Ronald Gottesman, founding director of the Center for the Humanities at USC, and professor emeritus of English in USC College, has died. He was 77.
Gottesman died from complications of pneumonia May 10 at Ronald Reagan UCLA Medical Center, said his widow Beth Shube of Marina Del Rey.
A faculty member in the College from 1975 to 2001, Gottesman taught American literature and American studies, and authored numerous books and articles. He edited and commissioned more than 200 critical and reference volumes in at least six book series.
Spanning a plethora of subjects, his research focused on diverse people and topics from Upton Sinclair, Sergei M. Eisenstein and Orson Welles, to William Dean Howells, Henry Miller and fictional ape King Kong. Other areas of expertise included textual editing, robots and film scholarship.
He edited a major section of the Norton Anthology of American Literature and was founding editor of two quarterly journals: Quarterly Review of Film and Video and Humanities in Society. Most recently he co-edited Playing to the Camera: Film Actors Discuss Their Craft (Yale University Press, 1998) and served as editor-in-chief for three volumes of Scribner’s Violence in America: An Encyclopedia.
A highly decorated professor — he was a Guggenheim and National Endowment for the Humanities fellow, and was senior research fellow at the Center for Twentieth Century Studies at the University of Wisconsin and the Yale University Humanities Center, to name a few honors — Gottesman’s greatest legacy may be the pivotal role he played as mentor and friend to his students, Beth Shube said.
“Students he had starting from 50 years ago kept in touch with him; calling, visiting, sending him their manuscripts,” Shube said. “He had generations of students he remained close with.”

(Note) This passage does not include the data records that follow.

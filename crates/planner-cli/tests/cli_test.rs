//! End-to-end tests for the `planner` binary.
//!
//! Each test runs the compiled binary against a data file and config
//! directory inside its own temp dir.

use std::path::Path;
use std::process::{Command, Output};

use tempfile::TempDir;

fn planner(home: &Path, args: &[&str]) -> Output {
    Command::new(env!("CARGO_BIN_EXE_planner"))
        .args(args)
        .env("XDG_CONFIG_HOME", home.join("config"))
        .env("HOME", home)
        .env_remove("PLANNER_DATA_FILE")
        .env_remove("RUST_LOG")
        .current_dir(home)
        .output()
        .expect("failed to run planner binary")
}

fn stdout(output: &Output) -> String {
    String::from_utf8(output.stdout.clone()).unwrap()
}

fn stderr(output: &Output) -> String {
    String::from_utf8(output.stderr.clone()).unwrap()
}

/// Pull the id out of "Created event '<name>' with id <id> on ...".
fn created_id(output: &Output) -> String {
    let text = stdout(output);
    text.split(" with id ")
        .nth(1)
        .and_then(|rest| rest.split_whitespace().next())
        .unwrap_or_else(|| panic!("unexpected create output: {text}"))
        .to_string()
}

#[test]
fn create_add_and_summarize() {
    let tmp = TempDir::new().unwrap();
    let data = tmp.path().join("plans.json");
    let data = data.to_str().unwrap();

    let created = planner(
        tmp.path(),
        &[
            "event", "create", "--data-file", data, "--name", "Music Fest", "--date",
            "2025-06-15", "--venue", "Lviv", "--budget", "5000", "--currency", "eur",
        ],
    );
    assert!(created.status.success(), "{}", stderr(&created));
    assert!(stdout(&created).ends_with("on 2025-06-15 (EUR 5000.00).\n"));
    let id = created_id(&created);

    let added = planner(
        tmp.path(),
        &[
            "budget", "add", "--data-file", data, "--event-id", &id, "--category", "Stage",
            "--amount", "4200", "--status", "paid",
        ],
    );
    assert!(added.status.success(), "{}", stderr(&added));
    assert_eq!(
        stdout(&added),
        format!("Added 4200.00 Stage (Paid) to event {id}.\n")
    );

    let staffed = planner(
        tmp.path(),
        &[
            "staff", "add", "--data-file", data, "--event-id", &id, "--name", "Anna",
            "--rate", "50", "--hours", "24",
        ],
    );
    assert!(staffed.status.success(), "{}", stderr(&staffed));

    let summary = planner(tmp.path(), &["summary", "event", "--data-file", data, "--id", &id]);
    assert!(summary.status.success(), "{}", stderr(&summary));
    let text = stdout(&summary);
    assert!(text.contains("  Remaining: -400.00\n"), "{text}");
    assert!(text.contains("  Status: OVER BUDGET\n"), "{text}");

    let file = std::fs::read_to_string(data).unwrap();
    assert!(file.contains("\"budgetItems\""));
    assert!(file.contains("\"status\": \"Paid\""));
}

#[test]
fn list_on_fresh_data_file() {
    let tmp = TempDir::new().unwrap();
    let data = tmp.path().join("plans.json");

    let output = planner(tmp.path(), &["event", "list", "--data-file", data.to_str().unwrap()]);

    assert!(output.status.success(), "{}", stderr(&output));
    assert_eq!(
        stdout(&output),
        "No events found. Use 'event create' to add one.\n"
    );
    assert!(!data.exists(), "reads must not create the data file");
}

#[test]
fn validation_error_exits_with_status_one() {
    let tmp = TempDir::new().unwrap();
    let data = tmp.path().join("plans.json");

    let output = planner(
        tmp.path(),
        &[
            "event", "create", "--data-file", data.to_str().unwrap(), "--name", "Gala",
            "--date", "2025-03-01", "--budget=-5",
        ],
    );

    assert_eq!(output.status.code(), Some(1));
    assert!(
        stderr(&output).contains("Error: validation failed: target budget must be positive"),
        "{}",
        stderr(&output)
    );
    assert!(stdout(&output).is_empty());
}

#[test]
fn unknown_event_for_budget_add_fails() {
    let tmp = TempDir::new().unwrap();
    let data = tmp.path().join("plans.json");
    let missing = "00000000-0000-0000-0000-000000000404";

    let output = planner(
        tmp.path(),
        &[
            "budget", "add", "--data-file", data.to_str().unwrap(), "--event-id", missing,
            "--amount", "10",
        ],
    );

    assert_eq!(output.status.code(), Some(1));
    assert!(stderr(&output).contains(&format!("event {missing} was not found")));
}

#[test]
fn init_pins_the_data_file() {
    let tmp = TempDir::new().unwrap();
    let data = tmp.path().join("pinned").join("plans.json");

    let init = planner(tmp.path(), &["init", "--data-file", data.to_str().unwrap()]);
    assert!(init.status.success(), "{}", stderr(&init));
    assert!(tmp.path().join("config/event-planner/config.toml").is_file());

    let again = planner(tmp.path(), &["init"]);
    assert_eq!(again.status.code(), Some(1));
    assert!(stderr(&again).contains("--force"));

    // No --data-file: the config file decides where events go.
    let created = planner(
        tmp.path(),
        &[
            "event", "create", "--name", "Gala", "--date", "2025-03-01", "--budget", "900",
        ],
    );
    assert!(created.status.success(), "{}", stderr(&created));
    assert!(data.is_file());
}

#[test]
fn default_data_file_is_relative_to_working_directory() {
    let tmp = TempDir::new().unwrap();

    let created = planner(
        tmp.path(),
        &[
            "event", "create", "--name", "Gala", "--date", "2025-03-01", "--budget", "900",
        ],
    );

    assert!(created.status.success(), "{}", stderr(&created));
    assert!(tmp.path().join("data/event-plans.json").is_file());
}
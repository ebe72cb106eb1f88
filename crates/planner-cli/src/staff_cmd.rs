//! `planner staff add` command: book a staff member on an event.

use std::io::Write;

use anyhow::Result;
use tokio_util::sync::CancellationToken;

use planner_core::{NewStaffAssignment, PlannerService};

use crate::StaffCommands;
use crate::format::{format_cost, or_dash};
use crate::parse::{parse_decimal, parse_id};

pub async fn run_staff_command(
    command: StaffCommands,
    service: &PlannerService,
    cancel: &CancellationToken,
    out: &mut impl Write,
) -> Result<()> {
    let StaffCommands::Add {
        event_id,
        name,
        role,
        rate,
        hours,
    } = command;

    let event_id = parse_id(&event_id, "event")?;
    let input = NewStaffAssignment::new(
        name,
        parse_decimal(&rate, "hourly rate")?,
        parse_decimal(&hours, "hours")?,
    )
    .role(role);

    let staff = service.add_staff_assignment(event_id, input, cancel).await?;
    writeln!(
        out,
        "Assigned {} ({}) costing {} to event {event_id}.",
        staff.full_name,
        or_dash(&staff.role),
        format_cost(staff.total_cost(), "")
    )?;
    Ok(())
}
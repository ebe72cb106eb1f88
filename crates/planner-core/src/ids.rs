//! Identifier generation for events, budget items and staff assignments.
//!
//! The planning service asks an [`IdGenerator`] for one fresh id per created
//! record. [`RandomIdGenerator`] is used in production;
//! [`SequentialIdGenerator`] yields a predictable sequence for tests.

use std::collections::VecDeque;
use std::sync::Mutex;
use std::sync::atomic::{AtomicU64, Ordering};

use uuid::Uuid;

/// Source of unique identifiers.
///
/// Implementations must never hand out the same value twice within a
/// process lifetime.
pub trait IdGenerator: Send + Sync {
    fn create(&self) -> Uuid;
}

/// Random version-4 UUIDs.
#[derive(Debug, Default, Clone, Copy)]
pub struct RandomIdGenerator;

impl IdGenerator for RandomIdGenerator {
    fn create(&self) -> Uuid {
        Uuid::new_v4()
    }
}

/// Deterministic ids: first any queued values, then `base + 1`, `base + 2`, ...
#[derive(Debug)]
pub struct SequentialIdGenerator {
    queued: Mutex<VecDeque<Uuid>>,
    base: u128,
    next: AtomicU64,
}

impl SequentialIdGenerator {
    /// Counter starting at `00000000-0000-0000-0000-000000000001`.
    pub fn new() -> Self {
        Self::starting_at(0)
    }

    /// Counter whose first value is `base + 1`.
    pub fn starting_at(base: u128) -> Self {
        Self {
            queued: Mutex::new(VecDeque::new()),
            base,
            next: AtomicU64::new(1),
        }
    }

    /// Hand out `values` in order, then fall back to the counter.
    pub fn from_values(values: impl IntoIterator<Item = Uuid>) -> Self {
        let generator = Self::new();
        generator
            .queued
            .lock()
            .unwrap_or_else(|e| e.into_inner())
            .extend(values);
        generator
    }
}

impl Default for SequentialIdGenerator {
    fn default() -> Self {
        Self::new()
    }
}

impl IdGenerator for SequentialIdGenerator {
    fn create(&self) -> Uuid {
        if let Some(id) = self
            .queued
            .lock()
            .unwrap_or_else(|e| e.into_inner())
            .pop_front()
        {
            return id;
        }
        let n = self.next.fetch_add(1, Ordering::Relaxed);
        Uuid::from_u128(self.base + u128::from(n))
    }
}

#[cfg(test)]
mod tests {
    use std::collections::HashSet;

    use super::*;

    #[test]
    fn sequential_counts_up_from_one() {
        let ids = SequentialIdGenerator::new();
        assert_eq!(ids.create(), Uuid::from_u128(1));
        assert_eq!(ids.create(), Uuid::from_u128(2));
        assert_eq!(ids.create(), Uuid::from_u128(3));
    }

    #[test]
    fn sequential_respects_base() {
        let ids = SequentialIdGenerator::starting_at(0xaa00);
        assert_eq!(ids.create(), Uuid::from_u128(0xaa01));
    }

    #[test]
    fn queued_values_come_first() {
        let first = Uuid::parse_str("11111111-1111-1111-1111-111111111111").unwrap();
        let ids = SequentialIdGenerator::from_values([first]);
        assert_eq!(ids.create(), first);
        assert_eq!(ids.create(), Uuid::from_u128(1));
    }

    #[test]
    fn random_ids_do_not_collide() {
        let ids = RandomIdGenerator;
        let seen: HashSet<Uuid> = (0..1000).map(|_| ids.create()).collect();
        assert_eq!(seen.len(), 1000);
    }

    #[test]
    fn generators_are_object_safe() {
        let boxed: Vec<Box<dyn IdGenerator>> =
            vec![Box::new(RandomIdGenerator), Box::new(SequentialIdGenerator::new())];
        assert_ne!(boxed[0].create(), boxed[1].create());
    }
}
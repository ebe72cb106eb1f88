use thiserror::Error;
use uuid::Uuid;

use crate::service::summary::TotalsOverflow;
use crate::store::StoreError;

/// Errors returned by [`crate::PlannerService`] operations.
#[derive(Debug, Error)]
pub enum PlannerError {
    /// Caller input broke a precondition. Nothing was read or written.
    #[error("validation failed: {0}")]
    Validation(String),

    /// No cached event has this id.
    #[error("event {0} was not found")]
    NotFound(Uuid),

    /// The backing store failed to load or save.
    #[error("persistence failed: {0}")]
    Persistence(#[source] StoreError),

    /// Stored amounts add up past what a `Decimal` can hold.
    #[error(transparent)]
    Overflow(#[from] TotalsOverflow),

    /// The cancellation token fired before the operation committed.
    #[error("operation cancelled")]
    Cancelled,
}

impl PlannerError {
    pub(crate) fn validation(msg: impl Into<String>) -> Self {
        Self::Validation(msg.into())
    }
}

impl From<StoreError> for PlannerError {
    fn from(err: StoreError) -> Self {
        match err {
            StoreError::Cancelled => Self::Cancelled,
            other => Self::Persistence(other),
        }
    }
}

pub type Result<T, E = PlannerError> = std::result::Result<T, E>;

He attended their weddings, and was there for the baptisms of their children, she said, or their children’s bar mitzvahs as well as their school and university graduations.
“He was always part of their lives,” she said.
Several of Gottesman’s loyal students echoed the sentiment.
Chris Abani met Gottesman through a mutual friend shortly after arriving in Los Angeles. The Nigerian-born writer and musician had come to L.A. via England after having been a political prisoner in his homeland.
“I was in dire straits and Ron immediately offered everything that he had — access to his home, clothes, pots and pans,” Abani recalled. “To Ron, I wasn’t someone to be rescued, but a full human being, a new friend and that friendship was what he celebrated. His generous help was simply a by-product of his love.”
Gottesman helped to get Abani enrolled in the College’s then-new doctoral program in literature and creative writing. In 2006, Abani became the program’s first graduate. A prolific author, Abani was hired by the University of California, Riverside before completing his Ph.D. He attributes much of his success to Gottesman’s help and friendship.
In L.A., Abani joined a large community of Gottesman and Beth’s friends.
“It is telling that at Ron’s retirement party people flew in from Singapore and Greece,” Abani said. “There were academics, poets, painters, sculptors, jazz musicians and people in every age bracket, a truly intergenerational group.”
In addition to helping Abani in his career, Gottesman taught Abani deep philosophical lessons about life.
“It wouldn’t be an overstatement to say that Ron was a father to me and perhaps my closest friend,” said Abani, who was at the hospital with Gottesman’s family when the professor died.
Stephen Cooper was Gottesman’s Ph.D. student from 1986 to 1991, before becoming a professor of English at Cal State Long Beach.
“Ron was the most generous teacher I’ve had the good fortune to study under,” Cooper said. “Not only in terms of what he gave us in the classroom, but what he carried forward in life. He was a teacher and a friend. He had a more powerful influence on me than any other teacher in my life.”
Cooper had kept in frequent contact with Gottesman. He and his wife had dinner plans with Gottesman and Beth set for the Saturday before he fell ill.
“He was a magnificent man,” Cooper said. “Besides being a model scholar, he was a good human being.”
Parents of his students also adored him.
“We met him and we loved him,” the mother of former student Ishita Roy wrote from India. “Ishita is bereft. She told me, ‘He was my second father. Not only for me; he was a father to all his students.’ ”
Born in Boston, Gottesman was educated at the University of Massachusetts, Colgate University and Indiana University, where he earned his Ph.D. He taught composition, creative writing, literary criticism, American and world literature, and film history and aesthetics at Northwestern, Indiana and Rutgers universities, and at the University of Wisconsin at Parkside.
He served as visiting professor at the University of Zagreb in Croatia and the University of Nice in France. He lectured at many universities throughout the United States and Europe.
After his retirement in 2001, Gottesman devoted himself to Australian Aboriginal art through the development of an online gallery featuring paintings, prints and carvings. He also traveled the world as lecturer for USC’s Alumni Travel.
In addition to his wife, Gottesman is survived by his children Lann McIntyre, Grant Gottesman and Allison McCabe, and four grandchildren: Erin McIntyre (who earned her doctorate in occupational therapy from USC on Friday), Jessie McIntyre, Ben Gottesman and Blake Kublin.